- Assigned task
Among the entries that follow, some lines contain the word "when". Show all of them.

- Given records
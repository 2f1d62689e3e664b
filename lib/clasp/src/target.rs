//! Target construction: turning a descriptor into a base URL plus the
//! transport that serves it.

use std::sync::Arc;

use clasp_core::{Error, Result, SharedHttpClient};
use url::Url;

use crate::client::HyperClient;
use crate::descriptor::ServiceDescriptor;
use crate::lb::LoadBalancedClient;
use crate::scope::ScopeRegistry;

/// A resolved destination: the logical service name and the exact base URL
/// every request template is resolved against.
#[derive(Debug, Clone, PartialEq, Eq)]
pub struct Target {
    service_name: String,
    url: String,
}

impl Target {
    /// Create a target.
    pub fn new(service_name: impl Into<String>, url: impl Into<String>) -> Self {
        Self {
            service_name: service_name.into(),
            url: url.into(),
        }
    }

    /// The logical service name.
    #[must_use]
    pub fn service_name(&self) -> &str {
        &self.service_name
    }

    /// The base URL, exactly as constructed.
    #[must_use]
    pub fn url(&self) -> &str {
        &self.url
    }
}

impl std::fmt::Display for Target {
    fn fmt(&self, f: &mut std::fmt::Formatter<'_>) -> std::fmt::Result {
        write!(f, "{} ({})", self.service_name, self.url)
    }
}

/// The transport registered for a scope: either a plain client or a
/// load-balancing wrapper whose delegate can be unwrapped for direct calls.
#[derive(Clone)]
pub enum ClientHandle {
    /// A client that connects to whatever host the URL names.
    Direct(SharedHttpClient),
    /// A client that rewrites service-name hosts via discovery.
    LoadBalanced(Arc<LoadBalancedClient>),
}

impl std::fmt::Debug for ClientHandle {
    fn fmt(&self, f: &mut std::fmt::Formatter<'_>) -> std::fmt::Result {
        match self {
            Self::Direct(_) => f.write_str("ClientHandle::Direct"),
            Self::LoadBalanced(_) => f.write_str("ClientHandle::LoadBalanced"),
        }
    }
}

/// A constructed target and the transport that will serve it.
#[derive(Clone)]
pub struct ResolvedTarget {
    /// Where requests go.
    pub target: Target,
    /// The transport requests are executed on.
    pub transport: SharedHttpClient,
}

/// Prepend `http://` when the value carries no scheme.
#[must_use]
pub fn ensure_scheme(url: &str) -> String {
    let trimmed = url.trim();
    if trimmed.contains("://") {
        trimmed.to_string()
    } else {
        format!("http://{trimmed}")
    }
}

/// Decides, per descriptor, whether a client is load balanced or pinned to
/// an explicit URL, and picks the matching transport.
pub struct TargetResolver<'a> {
    registry: &'a ScopeRegistry,
}

impl<'a> TargetResolver<'a> {
    /// Create a resolver over a scope registry.
    #[must_use]
    pub const fn new(registry: &'a ScopeRegistry) -> Self {
        Self { registry }
    }

    /// Construct the target and transport for `descriptor`.
    ///
    /// Without an explicit URL the base URL is the service name itself and
    /// a load-balancing transport is mandatory. With an explicit URL any
    /// load-balancing wrapper in scope is unwrapped to its delegate so the
    /// service-name rewrite never happens.
    ///
    /// # Errors
    ///
    /// Returns [`Error::NoLoadBalancerAvailable`] when no load-balancing
    /// transport is registered for a URL-less descriptor, and
    /// [`Error::Configuration`] when the constructed URL does not parse.
    pub fn resolve(&self, descriptor: &ServiceDescriptor) -> Result<ResolvedTarget> {
        let context_id = descriptor.context_id();
        let handle = self.registry.get_instance::<ClientHandle>(context_id);

        match descriptor.url() {
            None => {
                let base = format!(
                    "{}{}",
                    ensure_scheme(descriptor.service_name()),
                    descriptor.clean_path()
                );
                match handle {
                    Some(ClientHandle::LoadBalanced(lb)) => Ok(ResolvedTarget {
                        target: Target::new(descriptor.service_name(), base),
                        transport: lb,
                    }),
                    Some(ClientHandle::Direct(_)) | None => {
                        Err(Error::no_load_balancer(descriptor.service_name()))
                    }
                }
            }
            Some(url) => {
                let normalized = ensure_scheme(url);
                // A trailing slash on the explicit URL would double up with
                // the leading slash of the path prefix.
                let base = format!(
                    "{}{}",
                    normalized.trim_end_matches('/'),
                    descriptor.clean_path()
                );
                Url::parse(&base).map_err(|err| {
                    Error::configuration(format!(
                        "invalid url '{base}' for service '{}': {err}",
                        descriptor.service_name()
                    ))
                })?;
                let transport: SharedHttpClient = match handle {
                    Some(ClientHandle::LoadBalanced(lb)) => lb.delegate(),
                    Some(ClientHandle::Direct(client)) => client,
                    None => Arc::new(HyperClient::new()),
                };
                Ok(ResolvedTarget {
                    target: Target::new(descriptor.service_name(), base),
                    transport,
                })
            }
        }
    }
}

- Result of this exercise
/// Prepend `http://` when the value carries no scheme.
    /// Returns [`Error::NoLoadBalancerAvailable`] when no load-balancing
    /// [`Error::Configuration`] when the constructed URL does not parse.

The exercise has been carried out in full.